What is needed: From the entries below, copy out every line with "this" in it.
─── Data for processing
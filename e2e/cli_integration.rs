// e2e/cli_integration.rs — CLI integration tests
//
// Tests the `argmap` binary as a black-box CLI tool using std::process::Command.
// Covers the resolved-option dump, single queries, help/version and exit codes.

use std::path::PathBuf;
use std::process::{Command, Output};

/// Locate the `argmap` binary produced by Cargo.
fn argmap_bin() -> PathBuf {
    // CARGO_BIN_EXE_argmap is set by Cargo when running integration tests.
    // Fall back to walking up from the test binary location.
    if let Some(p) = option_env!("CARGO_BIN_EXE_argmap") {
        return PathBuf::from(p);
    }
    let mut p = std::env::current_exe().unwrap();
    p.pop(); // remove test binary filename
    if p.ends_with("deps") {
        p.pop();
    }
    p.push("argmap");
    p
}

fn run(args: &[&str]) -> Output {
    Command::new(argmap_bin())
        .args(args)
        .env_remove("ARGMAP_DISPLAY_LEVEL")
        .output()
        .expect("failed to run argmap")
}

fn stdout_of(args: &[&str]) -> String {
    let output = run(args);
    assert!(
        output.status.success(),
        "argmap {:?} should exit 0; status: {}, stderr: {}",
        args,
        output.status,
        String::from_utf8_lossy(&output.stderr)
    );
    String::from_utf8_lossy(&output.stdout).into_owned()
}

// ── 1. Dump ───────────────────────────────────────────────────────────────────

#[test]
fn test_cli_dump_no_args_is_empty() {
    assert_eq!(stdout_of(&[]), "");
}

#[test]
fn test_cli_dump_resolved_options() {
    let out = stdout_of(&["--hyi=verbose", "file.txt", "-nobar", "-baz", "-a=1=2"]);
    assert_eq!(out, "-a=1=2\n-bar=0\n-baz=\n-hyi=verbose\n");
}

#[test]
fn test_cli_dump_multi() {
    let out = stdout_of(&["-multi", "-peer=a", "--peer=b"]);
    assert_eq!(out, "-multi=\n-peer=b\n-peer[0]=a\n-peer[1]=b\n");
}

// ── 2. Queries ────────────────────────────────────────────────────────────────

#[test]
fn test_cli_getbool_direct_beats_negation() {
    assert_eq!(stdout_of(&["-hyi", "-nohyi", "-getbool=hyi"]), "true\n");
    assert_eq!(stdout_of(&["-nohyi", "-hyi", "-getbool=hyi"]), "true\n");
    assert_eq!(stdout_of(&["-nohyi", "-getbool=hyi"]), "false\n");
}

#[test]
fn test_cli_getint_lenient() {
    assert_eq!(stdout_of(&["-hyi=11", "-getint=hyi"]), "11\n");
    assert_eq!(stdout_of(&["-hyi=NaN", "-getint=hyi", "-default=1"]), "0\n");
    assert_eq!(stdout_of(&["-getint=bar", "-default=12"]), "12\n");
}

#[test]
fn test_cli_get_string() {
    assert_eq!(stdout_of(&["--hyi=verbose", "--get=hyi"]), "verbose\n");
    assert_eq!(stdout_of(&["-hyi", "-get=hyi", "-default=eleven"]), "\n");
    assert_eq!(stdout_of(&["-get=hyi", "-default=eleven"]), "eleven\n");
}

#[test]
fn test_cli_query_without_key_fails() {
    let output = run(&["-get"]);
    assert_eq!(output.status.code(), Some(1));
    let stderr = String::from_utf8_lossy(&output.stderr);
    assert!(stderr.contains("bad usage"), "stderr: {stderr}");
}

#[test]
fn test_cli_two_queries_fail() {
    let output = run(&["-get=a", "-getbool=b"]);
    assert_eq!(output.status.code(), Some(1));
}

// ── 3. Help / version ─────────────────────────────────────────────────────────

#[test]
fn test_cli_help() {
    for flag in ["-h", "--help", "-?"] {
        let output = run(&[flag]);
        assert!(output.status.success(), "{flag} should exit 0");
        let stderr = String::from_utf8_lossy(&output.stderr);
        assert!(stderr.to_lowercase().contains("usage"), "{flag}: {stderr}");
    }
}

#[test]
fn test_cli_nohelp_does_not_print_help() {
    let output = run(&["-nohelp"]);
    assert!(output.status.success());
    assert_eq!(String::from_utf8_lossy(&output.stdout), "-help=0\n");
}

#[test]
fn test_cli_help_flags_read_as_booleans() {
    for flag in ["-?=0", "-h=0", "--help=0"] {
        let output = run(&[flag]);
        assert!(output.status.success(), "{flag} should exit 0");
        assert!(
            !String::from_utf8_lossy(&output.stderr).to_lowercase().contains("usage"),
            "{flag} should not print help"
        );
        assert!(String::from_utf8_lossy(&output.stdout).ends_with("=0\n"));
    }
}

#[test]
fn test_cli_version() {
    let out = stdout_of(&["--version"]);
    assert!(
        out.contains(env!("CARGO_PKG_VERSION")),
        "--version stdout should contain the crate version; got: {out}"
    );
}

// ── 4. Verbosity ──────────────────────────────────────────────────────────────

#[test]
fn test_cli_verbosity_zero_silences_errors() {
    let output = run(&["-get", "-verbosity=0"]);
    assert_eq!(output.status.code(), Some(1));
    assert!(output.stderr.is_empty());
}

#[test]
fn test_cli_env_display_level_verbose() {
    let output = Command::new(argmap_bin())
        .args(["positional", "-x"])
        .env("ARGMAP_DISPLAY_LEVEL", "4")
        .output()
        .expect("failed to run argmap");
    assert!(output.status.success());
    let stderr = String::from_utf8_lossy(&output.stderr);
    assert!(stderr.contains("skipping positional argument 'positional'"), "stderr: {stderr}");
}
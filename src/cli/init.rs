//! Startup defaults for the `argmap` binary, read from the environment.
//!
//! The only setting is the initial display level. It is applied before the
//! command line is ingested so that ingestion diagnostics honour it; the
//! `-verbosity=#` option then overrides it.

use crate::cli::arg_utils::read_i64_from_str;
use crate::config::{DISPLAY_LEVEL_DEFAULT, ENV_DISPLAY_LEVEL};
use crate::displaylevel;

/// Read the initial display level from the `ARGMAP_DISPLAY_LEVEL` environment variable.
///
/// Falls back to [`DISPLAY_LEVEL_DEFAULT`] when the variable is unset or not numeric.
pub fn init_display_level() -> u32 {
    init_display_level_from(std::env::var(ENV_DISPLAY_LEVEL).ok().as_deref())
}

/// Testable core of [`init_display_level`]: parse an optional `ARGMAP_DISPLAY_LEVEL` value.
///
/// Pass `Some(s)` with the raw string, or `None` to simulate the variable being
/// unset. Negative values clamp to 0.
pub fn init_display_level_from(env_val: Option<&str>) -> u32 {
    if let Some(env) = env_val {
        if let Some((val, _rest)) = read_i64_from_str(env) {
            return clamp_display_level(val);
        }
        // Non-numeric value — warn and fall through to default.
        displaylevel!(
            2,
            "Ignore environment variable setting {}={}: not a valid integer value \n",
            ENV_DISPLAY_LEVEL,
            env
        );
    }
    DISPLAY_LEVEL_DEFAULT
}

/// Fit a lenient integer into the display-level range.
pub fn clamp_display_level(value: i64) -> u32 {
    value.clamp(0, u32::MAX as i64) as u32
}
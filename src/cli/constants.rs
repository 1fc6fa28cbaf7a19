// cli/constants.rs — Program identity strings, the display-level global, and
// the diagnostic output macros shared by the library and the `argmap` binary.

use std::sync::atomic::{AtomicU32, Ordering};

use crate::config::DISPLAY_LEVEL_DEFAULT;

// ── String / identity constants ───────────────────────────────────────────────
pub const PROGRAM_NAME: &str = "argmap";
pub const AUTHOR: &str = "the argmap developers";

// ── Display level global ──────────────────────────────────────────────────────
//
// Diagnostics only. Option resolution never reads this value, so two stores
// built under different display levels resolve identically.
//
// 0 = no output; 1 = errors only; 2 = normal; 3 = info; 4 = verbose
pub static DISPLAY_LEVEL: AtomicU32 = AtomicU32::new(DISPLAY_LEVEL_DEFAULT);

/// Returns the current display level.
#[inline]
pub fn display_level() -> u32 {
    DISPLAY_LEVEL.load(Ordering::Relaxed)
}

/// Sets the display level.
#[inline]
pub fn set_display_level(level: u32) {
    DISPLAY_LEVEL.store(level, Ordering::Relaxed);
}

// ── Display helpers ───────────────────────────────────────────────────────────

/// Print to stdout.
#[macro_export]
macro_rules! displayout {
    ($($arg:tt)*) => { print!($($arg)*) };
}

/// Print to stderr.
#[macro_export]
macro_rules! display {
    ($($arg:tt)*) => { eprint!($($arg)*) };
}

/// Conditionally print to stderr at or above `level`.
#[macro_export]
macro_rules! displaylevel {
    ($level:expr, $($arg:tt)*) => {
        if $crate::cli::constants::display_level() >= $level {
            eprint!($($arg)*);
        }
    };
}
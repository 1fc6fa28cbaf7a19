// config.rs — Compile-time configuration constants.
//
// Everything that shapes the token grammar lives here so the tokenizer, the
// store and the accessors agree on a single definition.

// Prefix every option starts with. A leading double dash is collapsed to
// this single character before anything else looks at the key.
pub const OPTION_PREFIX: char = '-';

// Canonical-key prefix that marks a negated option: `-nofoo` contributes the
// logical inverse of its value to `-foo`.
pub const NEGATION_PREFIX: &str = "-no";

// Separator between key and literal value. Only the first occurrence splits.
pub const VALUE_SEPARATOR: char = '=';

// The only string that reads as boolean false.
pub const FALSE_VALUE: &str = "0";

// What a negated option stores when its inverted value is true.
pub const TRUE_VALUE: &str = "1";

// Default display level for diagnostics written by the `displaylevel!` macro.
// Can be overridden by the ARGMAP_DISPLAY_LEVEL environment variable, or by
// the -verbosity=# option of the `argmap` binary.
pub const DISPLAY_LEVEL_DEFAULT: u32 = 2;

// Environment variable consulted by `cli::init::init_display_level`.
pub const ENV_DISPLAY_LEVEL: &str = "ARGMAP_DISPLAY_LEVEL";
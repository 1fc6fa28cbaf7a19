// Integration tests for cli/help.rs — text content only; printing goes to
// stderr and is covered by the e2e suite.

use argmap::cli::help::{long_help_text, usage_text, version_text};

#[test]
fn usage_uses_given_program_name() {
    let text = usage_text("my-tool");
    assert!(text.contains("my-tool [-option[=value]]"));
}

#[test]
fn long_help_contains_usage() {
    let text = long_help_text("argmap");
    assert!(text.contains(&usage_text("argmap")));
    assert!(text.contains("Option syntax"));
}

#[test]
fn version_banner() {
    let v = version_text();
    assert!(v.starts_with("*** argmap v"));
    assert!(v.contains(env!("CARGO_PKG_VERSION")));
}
──────
─── Data for processing
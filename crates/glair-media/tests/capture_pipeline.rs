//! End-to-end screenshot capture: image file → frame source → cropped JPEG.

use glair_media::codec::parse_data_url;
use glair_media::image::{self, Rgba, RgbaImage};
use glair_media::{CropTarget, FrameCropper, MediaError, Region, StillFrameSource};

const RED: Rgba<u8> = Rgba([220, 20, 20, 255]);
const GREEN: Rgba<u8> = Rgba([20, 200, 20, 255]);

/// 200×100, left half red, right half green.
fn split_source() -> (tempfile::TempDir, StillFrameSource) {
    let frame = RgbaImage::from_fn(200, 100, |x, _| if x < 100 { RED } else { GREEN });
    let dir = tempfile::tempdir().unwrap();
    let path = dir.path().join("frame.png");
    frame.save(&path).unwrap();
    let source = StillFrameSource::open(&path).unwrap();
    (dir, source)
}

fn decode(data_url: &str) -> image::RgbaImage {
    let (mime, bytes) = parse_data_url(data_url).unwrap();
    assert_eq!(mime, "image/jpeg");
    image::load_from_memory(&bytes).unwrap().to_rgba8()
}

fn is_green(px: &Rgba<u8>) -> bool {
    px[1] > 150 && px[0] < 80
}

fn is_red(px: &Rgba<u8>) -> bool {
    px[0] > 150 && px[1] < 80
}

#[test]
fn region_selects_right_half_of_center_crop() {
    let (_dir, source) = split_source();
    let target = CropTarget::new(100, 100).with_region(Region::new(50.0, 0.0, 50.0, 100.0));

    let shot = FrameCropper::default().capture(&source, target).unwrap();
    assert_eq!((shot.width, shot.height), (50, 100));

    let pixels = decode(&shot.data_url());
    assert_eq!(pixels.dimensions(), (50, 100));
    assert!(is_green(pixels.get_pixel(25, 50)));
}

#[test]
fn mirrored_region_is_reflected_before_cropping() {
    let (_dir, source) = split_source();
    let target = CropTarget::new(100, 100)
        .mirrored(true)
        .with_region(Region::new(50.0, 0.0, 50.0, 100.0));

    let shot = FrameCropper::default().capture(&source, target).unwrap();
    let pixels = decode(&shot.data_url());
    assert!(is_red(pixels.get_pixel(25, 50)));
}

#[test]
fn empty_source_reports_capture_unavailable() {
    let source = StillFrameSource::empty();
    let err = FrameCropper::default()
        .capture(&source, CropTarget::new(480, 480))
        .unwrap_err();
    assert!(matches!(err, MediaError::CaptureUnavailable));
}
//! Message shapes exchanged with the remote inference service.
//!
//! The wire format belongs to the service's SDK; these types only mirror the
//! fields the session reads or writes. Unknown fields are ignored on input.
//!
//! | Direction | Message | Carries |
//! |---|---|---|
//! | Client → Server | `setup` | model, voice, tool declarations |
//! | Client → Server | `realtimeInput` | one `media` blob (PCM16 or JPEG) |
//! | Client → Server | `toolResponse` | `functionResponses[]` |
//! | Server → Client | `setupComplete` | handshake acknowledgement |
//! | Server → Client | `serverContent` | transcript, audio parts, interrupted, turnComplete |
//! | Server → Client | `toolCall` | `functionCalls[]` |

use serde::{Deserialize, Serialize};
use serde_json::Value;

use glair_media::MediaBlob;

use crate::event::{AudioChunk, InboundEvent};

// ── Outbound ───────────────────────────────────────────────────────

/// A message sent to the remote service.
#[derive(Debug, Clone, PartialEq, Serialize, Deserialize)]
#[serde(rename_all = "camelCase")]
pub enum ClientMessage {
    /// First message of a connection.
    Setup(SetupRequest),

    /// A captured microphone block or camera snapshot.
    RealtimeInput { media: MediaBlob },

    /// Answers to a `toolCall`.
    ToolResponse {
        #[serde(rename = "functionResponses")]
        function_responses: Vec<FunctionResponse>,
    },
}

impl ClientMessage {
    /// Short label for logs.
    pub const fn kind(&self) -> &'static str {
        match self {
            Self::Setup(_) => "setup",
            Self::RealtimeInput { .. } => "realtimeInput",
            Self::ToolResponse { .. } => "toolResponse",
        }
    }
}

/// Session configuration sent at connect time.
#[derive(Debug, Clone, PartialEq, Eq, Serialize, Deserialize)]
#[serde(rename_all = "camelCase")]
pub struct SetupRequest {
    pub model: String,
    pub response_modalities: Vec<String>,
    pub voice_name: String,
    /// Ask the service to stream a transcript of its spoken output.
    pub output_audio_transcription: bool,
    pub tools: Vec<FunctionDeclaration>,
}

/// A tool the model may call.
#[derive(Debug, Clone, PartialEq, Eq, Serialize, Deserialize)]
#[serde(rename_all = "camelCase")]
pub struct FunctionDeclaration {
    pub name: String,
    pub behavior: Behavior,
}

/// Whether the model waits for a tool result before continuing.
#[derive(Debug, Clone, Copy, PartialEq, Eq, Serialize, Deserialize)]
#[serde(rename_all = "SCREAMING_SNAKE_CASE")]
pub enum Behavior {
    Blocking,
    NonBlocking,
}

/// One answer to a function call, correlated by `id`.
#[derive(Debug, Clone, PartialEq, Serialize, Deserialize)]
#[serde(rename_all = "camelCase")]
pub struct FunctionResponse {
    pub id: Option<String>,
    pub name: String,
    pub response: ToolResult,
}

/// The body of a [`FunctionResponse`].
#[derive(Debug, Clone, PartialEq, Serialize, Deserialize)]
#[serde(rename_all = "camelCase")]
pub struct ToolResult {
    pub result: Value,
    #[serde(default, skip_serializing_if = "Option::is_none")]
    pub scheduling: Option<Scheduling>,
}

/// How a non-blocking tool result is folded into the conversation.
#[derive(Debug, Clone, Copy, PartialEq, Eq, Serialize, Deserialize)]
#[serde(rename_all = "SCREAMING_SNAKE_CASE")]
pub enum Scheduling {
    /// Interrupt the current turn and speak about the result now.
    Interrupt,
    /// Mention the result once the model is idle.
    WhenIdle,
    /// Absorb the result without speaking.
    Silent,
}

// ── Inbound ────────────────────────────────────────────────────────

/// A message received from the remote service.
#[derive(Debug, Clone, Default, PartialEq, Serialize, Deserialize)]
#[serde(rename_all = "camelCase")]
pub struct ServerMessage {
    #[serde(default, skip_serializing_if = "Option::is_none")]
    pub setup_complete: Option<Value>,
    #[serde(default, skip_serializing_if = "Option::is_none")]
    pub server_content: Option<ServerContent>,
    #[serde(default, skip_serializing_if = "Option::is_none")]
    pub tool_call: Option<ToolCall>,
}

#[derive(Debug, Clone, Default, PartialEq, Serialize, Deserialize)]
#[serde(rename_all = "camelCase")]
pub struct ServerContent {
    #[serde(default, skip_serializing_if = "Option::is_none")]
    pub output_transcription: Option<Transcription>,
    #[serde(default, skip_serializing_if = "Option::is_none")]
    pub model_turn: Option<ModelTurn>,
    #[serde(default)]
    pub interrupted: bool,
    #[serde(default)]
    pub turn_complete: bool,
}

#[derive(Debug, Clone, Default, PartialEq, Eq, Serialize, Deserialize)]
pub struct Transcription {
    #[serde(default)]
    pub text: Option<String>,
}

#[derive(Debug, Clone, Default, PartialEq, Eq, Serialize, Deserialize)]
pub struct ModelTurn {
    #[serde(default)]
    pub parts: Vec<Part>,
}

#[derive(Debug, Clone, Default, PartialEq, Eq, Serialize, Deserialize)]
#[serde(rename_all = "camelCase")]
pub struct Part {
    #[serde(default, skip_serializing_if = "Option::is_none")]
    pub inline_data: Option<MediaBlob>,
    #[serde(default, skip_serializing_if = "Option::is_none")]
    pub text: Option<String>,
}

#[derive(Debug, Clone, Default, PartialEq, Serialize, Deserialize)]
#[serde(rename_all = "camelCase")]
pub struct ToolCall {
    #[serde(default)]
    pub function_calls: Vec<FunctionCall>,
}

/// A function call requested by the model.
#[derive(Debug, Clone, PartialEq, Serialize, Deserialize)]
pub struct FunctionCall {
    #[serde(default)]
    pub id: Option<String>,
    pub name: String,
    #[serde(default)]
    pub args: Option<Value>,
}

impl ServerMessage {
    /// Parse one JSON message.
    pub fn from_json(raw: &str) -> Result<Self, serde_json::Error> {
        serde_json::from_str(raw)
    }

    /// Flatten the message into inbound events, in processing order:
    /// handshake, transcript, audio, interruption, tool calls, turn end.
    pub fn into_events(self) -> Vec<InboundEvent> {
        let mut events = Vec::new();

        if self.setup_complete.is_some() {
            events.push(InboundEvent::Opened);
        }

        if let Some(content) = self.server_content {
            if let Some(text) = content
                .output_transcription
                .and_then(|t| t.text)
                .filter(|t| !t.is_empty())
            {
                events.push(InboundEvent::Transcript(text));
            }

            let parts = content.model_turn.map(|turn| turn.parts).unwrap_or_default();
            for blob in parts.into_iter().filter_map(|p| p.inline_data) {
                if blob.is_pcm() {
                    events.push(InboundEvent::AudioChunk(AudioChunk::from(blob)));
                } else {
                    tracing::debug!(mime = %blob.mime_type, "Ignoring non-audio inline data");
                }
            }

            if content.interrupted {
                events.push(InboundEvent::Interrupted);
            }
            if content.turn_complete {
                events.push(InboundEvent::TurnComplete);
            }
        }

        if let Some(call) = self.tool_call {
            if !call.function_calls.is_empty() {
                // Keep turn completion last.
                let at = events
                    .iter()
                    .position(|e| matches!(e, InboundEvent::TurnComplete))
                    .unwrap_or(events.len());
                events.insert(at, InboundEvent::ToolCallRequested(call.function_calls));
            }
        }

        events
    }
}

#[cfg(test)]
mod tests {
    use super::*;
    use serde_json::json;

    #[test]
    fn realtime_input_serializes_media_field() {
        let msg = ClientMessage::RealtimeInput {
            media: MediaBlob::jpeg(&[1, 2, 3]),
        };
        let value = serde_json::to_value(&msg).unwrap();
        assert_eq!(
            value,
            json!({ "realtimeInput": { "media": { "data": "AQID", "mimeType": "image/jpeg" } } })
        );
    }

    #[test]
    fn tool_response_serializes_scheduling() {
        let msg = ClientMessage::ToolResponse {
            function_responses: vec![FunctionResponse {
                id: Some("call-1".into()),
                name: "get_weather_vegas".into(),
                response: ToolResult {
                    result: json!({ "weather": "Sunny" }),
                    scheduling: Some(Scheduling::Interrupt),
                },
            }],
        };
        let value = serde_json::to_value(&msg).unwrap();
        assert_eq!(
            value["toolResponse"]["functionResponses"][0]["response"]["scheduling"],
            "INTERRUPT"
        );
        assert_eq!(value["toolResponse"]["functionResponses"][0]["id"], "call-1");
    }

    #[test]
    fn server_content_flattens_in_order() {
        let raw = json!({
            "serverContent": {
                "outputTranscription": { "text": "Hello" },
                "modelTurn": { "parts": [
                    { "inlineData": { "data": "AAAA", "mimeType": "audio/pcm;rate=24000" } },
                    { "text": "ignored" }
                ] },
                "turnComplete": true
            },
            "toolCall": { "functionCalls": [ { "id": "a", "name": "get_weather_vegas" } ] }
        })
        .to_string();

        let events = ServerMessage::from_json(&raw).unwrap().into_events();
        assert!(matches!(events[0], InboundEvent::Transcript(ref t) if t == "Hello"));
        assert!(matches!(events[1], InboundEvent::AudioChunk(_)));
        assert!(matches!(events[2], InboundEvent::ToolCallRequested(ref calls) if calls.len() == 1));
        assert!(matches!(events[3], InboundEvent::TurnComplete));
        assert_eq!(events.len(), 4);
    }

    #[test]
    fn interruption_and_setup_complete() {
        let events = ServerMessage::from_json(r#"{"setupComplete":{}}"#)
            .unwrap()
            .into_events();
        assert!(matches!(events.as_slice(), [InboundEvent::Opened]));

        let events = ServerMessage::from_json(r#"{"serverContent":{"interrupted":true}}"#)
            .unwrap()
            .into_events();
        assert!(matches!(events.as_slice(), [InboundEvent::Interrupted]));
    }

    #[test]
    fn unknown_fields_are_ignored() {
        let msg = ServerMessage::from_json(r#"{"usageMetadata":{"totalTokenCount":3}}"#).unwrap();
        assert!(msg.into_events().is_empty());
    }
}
──────
Exercise solution:
// Diagnostics only. Option resolution never reads this value, so two stores
// this single character before anything else looks at the key.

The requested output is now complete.